**What you need to do**
Copy out every line holding the string "WithdrawStakeTx" from the records below.

Data extracted from a collection:
▶
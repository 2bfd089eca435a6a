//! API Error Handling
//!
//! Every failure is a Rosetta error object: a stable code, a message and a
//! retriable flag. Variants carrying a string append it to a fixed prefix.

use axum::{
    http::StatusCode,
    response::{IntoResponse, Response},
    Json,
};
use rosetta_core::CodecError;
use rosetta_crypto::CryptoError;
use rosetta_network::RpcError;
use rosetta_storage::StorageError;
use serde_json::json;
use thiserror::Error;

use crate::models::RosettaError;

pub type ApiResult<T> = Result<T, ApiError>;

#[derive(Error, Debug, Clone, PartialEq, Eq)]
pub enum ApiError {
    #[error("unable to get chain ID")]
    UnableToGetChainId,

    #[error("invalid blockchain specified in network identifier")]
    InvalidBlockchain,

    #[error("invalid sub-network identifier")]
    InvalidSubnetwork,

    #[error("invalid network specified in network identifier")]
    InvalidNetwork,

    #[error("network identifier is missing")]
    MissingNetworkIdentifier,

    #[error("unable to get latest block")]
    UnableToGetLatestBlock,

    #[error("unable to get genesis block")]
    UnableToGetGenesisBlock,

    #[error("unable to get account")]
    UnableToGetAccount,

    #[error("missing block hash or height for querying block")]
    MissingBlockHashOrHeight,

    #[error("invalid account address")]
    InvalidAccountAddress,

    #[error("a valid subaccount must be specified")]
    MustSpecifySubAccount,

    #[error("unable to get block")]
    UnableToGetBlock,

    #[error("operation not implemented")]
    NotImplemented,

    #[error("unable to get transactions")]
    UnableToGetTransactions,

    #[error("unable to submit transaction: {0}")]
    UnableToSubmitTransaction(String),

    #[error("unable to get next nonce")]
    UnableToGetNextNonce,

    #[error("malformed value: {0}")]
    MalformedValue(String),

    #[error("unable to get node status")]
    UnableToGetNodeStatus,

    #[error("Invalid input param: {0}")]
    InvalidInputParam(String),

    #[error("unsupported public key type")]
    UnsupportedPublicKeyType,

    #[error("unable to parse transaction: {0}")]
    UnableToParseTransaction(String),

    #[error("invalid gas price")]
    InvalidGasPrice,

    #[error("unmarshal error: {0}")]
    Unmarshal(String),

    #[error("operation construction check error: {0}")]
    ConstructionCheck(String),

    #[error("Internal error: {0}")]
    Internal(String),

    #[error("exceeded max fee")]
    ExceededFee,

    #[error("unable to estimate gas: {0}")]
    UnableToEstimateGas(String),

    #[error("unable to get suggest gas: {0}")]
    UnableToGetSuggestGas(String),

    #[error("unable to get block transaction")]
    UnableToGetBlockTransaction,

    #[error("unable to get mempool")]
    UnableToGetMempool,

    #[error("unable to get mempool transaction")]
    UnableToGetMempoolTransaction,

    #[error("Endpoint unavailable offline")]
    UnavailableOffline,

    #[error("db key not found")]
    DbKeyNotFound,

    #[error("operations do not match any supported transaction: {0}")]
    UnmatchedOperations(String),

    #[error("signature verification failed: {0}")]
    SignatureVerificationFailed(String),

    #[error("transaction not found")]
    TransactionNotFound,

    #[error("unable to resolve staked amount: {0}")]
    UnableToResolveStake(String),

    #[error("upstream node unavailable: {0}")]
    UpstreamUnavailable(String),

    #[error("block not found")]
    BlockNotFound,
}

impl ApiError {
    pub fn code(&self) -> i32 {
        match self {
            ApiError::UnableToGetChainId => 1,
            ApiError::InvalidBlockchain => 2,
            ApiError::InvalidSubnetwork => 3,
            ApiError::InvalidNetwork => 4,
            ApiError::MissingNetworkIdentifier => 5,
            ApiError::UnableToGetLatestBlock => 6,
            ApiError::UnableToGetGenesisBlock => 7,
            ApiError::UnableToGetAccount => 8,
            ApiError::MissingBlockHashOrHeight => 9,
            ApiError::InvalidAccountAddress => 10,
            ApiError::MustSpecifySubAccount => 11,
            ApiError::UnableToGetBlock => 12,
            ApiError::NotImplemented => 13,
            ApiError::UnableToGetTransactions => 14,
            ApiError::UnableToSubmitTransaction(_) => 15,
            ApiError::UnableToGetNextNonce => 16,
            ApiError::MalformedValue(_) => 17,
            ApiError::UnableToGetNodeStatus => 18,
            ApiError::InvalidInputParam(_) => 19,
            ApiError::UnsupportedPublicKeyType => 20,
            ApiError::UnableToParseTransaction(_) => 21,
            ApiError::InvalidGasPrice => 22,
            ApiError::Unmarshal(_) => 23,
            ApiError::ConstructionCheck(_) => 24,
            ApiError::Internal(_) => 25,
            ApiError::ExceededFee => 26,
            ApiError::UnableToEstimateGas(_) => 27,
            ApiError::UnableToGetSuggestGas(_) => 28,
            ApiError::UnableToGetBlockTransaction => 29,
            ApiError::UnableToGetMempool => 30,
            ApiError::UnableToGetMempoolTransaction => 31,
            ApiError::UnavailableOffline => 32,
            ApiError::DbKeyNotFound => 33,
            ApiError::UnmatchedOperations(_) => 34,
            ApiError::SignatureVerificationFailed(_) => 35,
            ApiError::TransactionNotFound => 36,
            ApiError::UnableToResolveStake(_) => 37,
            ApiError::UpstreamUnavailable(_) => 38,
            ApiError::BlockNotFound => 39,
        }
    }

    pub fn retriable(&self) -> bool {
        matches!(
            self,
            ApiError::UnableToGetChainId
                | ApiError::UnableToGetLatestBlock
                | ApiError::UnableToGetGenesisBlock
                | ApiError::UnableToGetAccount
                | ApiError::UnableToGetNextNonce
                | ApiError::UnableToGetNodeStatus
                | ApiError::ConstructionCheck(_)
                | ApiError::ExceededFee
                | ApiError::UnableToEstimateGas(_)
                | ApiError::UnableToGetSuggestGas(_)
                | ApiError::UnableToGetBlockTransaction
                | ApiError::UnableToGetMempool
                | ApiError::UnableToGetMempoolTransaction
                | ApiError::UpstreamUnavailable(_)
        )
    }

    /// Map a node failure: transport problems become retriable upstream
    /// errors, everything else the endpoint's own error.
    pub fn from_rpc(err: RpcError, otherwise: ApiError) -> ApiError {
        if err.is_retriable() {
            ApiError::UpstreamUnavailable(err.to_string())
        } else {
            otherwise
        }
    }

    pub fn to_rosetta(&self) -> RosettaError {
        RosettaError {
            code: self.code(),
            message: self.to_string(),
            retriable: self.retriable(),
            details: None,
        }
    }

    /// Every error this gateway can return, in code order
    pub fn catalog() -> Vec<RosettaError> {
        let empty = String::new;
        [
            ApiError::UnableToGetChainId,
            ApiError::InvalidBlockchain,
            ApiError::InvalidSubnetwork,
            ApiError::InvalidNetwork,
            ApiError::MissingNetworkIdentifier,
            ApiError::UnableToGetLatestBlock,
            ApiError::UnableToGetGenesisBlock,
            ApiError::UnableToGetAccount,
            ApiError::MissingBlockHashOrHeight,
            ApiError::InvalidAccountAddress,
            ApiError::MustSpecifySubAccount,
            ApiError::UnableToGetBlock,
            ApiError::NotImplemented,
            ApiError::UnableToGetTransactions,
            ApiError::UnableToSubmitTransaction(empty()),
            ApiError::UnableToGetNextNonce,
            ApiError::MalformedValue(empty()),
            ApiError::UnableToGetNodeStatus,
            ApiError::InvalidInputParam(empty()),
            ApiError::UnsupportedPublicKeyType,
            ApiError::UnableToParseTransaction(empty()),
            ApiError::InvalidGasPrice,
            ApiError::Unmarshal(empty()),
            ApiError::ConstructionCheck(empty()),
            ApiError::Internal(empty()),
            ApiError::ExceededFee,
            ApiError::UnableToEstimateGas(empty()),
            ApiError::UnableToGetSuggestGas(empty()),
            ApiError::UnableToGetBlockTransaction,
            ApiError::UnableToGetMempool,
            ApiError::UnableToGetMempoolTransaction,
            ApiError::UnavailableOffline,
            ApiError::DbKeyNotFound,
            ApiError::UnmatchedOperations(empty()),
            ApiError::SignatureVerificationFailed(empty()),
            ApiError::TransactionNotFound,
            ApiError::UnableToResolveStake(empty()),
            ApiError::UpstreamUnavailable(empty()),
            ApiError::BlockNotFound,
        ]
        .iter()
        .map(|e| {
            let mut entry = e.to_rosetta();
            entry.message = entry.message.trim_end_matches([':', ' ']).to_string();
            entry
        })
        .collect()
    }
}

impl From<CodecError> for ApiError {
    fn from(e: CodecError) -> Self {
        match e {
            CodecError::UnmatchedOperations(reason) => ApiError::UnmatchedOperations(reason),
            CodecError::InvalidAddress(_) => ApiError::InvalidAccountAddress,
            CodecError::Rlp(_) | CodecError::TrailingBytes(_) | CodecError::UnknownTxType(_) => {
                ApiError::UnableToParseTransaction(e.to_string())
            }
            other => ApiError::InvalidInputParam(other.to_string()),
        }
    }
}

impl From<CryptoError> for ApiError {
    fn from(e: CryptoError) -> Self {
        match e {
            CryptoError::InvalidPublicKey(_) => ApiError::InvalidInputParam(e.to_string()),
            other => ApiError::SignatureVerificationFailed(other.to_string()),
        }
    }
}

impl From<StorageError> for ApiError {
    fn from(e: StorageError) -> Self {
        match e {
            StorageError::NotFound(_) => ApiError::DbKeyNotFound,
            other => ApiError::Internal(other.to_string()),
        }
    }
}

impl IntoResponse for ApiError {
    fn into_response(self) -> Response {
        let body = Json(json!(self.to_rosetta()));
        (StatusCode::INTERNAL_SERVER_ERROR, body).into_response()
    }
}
◀
▶
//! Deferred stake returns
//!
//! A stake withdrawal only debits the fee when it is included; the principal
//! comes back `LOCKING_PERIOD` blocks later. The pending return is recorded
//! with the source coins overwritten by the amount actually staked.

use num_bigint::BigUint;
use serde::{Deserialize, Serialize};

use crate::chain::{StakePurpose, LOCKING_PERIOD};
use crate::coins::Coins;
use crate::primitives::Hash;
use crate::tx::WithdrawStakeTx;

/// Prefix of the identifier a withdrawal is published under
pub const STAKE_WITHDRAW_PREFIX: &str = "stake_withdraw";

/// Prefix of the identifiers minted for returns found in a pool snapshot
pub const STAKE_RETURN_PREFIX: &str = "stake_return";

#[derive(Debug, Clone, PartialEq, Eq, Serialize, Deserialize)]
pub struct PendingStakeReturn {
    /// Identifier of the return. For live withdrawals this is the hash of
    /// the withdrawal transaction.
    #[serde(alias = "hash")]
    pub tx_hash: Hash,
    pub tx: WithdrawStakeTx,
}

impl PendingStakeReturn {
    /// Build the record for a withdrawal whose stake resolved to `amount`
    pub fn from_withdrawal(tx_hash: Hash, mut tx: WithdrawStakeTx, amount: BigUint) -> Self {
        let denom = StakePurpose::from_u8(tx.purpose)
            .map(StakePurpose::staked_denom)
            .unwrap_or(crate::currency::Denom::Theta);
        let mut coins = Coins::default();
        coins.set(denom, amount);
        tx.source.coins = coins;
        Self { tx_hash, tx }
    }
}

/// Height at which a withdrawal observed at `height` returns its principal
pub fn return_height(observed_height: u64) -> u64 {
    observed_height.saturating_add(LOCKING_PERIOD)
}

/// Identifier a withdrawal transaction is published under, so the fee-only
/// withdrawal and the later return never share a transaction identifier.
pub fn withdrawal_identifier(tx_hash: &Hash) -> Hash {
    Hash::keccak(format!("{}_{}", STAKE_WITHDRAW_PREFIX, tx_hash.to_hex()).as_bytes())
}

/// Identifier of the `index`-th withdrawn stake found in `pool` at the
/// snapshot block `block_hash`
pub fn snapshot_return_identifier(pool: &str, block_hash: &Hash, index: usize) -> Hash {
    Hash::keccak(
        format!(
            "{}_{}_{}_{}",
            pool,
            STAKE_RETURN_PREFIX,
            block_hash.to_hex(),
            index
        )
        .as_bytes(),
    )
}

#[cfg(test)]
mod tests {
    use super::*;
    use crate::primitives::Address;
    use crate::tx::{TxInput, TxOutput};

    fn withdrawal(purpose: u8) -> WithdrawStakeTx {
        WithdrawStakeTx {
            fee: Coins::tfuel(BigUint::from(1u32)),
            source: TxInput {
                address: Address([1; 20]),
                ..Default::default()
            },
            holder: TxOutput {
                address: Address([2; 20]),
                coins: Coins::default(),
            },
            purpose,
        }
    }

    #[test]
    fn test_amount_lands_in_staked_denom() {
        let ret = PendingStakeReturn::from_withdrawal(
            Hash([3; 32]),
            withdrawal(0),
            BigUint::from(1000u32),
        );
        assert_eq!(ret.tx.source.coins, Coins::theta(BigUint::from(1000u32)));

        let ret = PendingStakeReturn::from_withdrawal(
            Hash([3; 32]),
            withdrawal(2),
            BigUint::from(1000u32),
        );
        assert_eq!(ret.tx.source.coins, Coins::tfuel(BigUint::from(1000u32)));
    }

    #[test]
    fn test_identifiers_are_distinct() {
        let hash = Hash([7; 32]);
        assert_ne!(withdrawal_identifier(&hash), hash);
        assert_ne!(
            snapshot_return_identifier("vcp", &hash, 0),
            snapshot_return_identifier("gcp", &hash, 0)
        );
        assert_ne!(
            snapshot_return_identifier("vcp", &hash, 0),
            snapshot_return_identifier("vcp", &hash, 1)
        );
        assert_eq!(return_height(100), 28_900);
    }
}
◀
**Your response**
use crate::tx::WithdrawStakeTx;
    pub tx: WithdrawStakeTx,
    pub fn from_withdrawal(tx_hash: Hash, mut tx: WithdrawStakeTx, amount: BigUint) -> Self {
    fn withdrawal(purpose: u8) -> WithdrawStakeTx {
        WithdrawStakeTx {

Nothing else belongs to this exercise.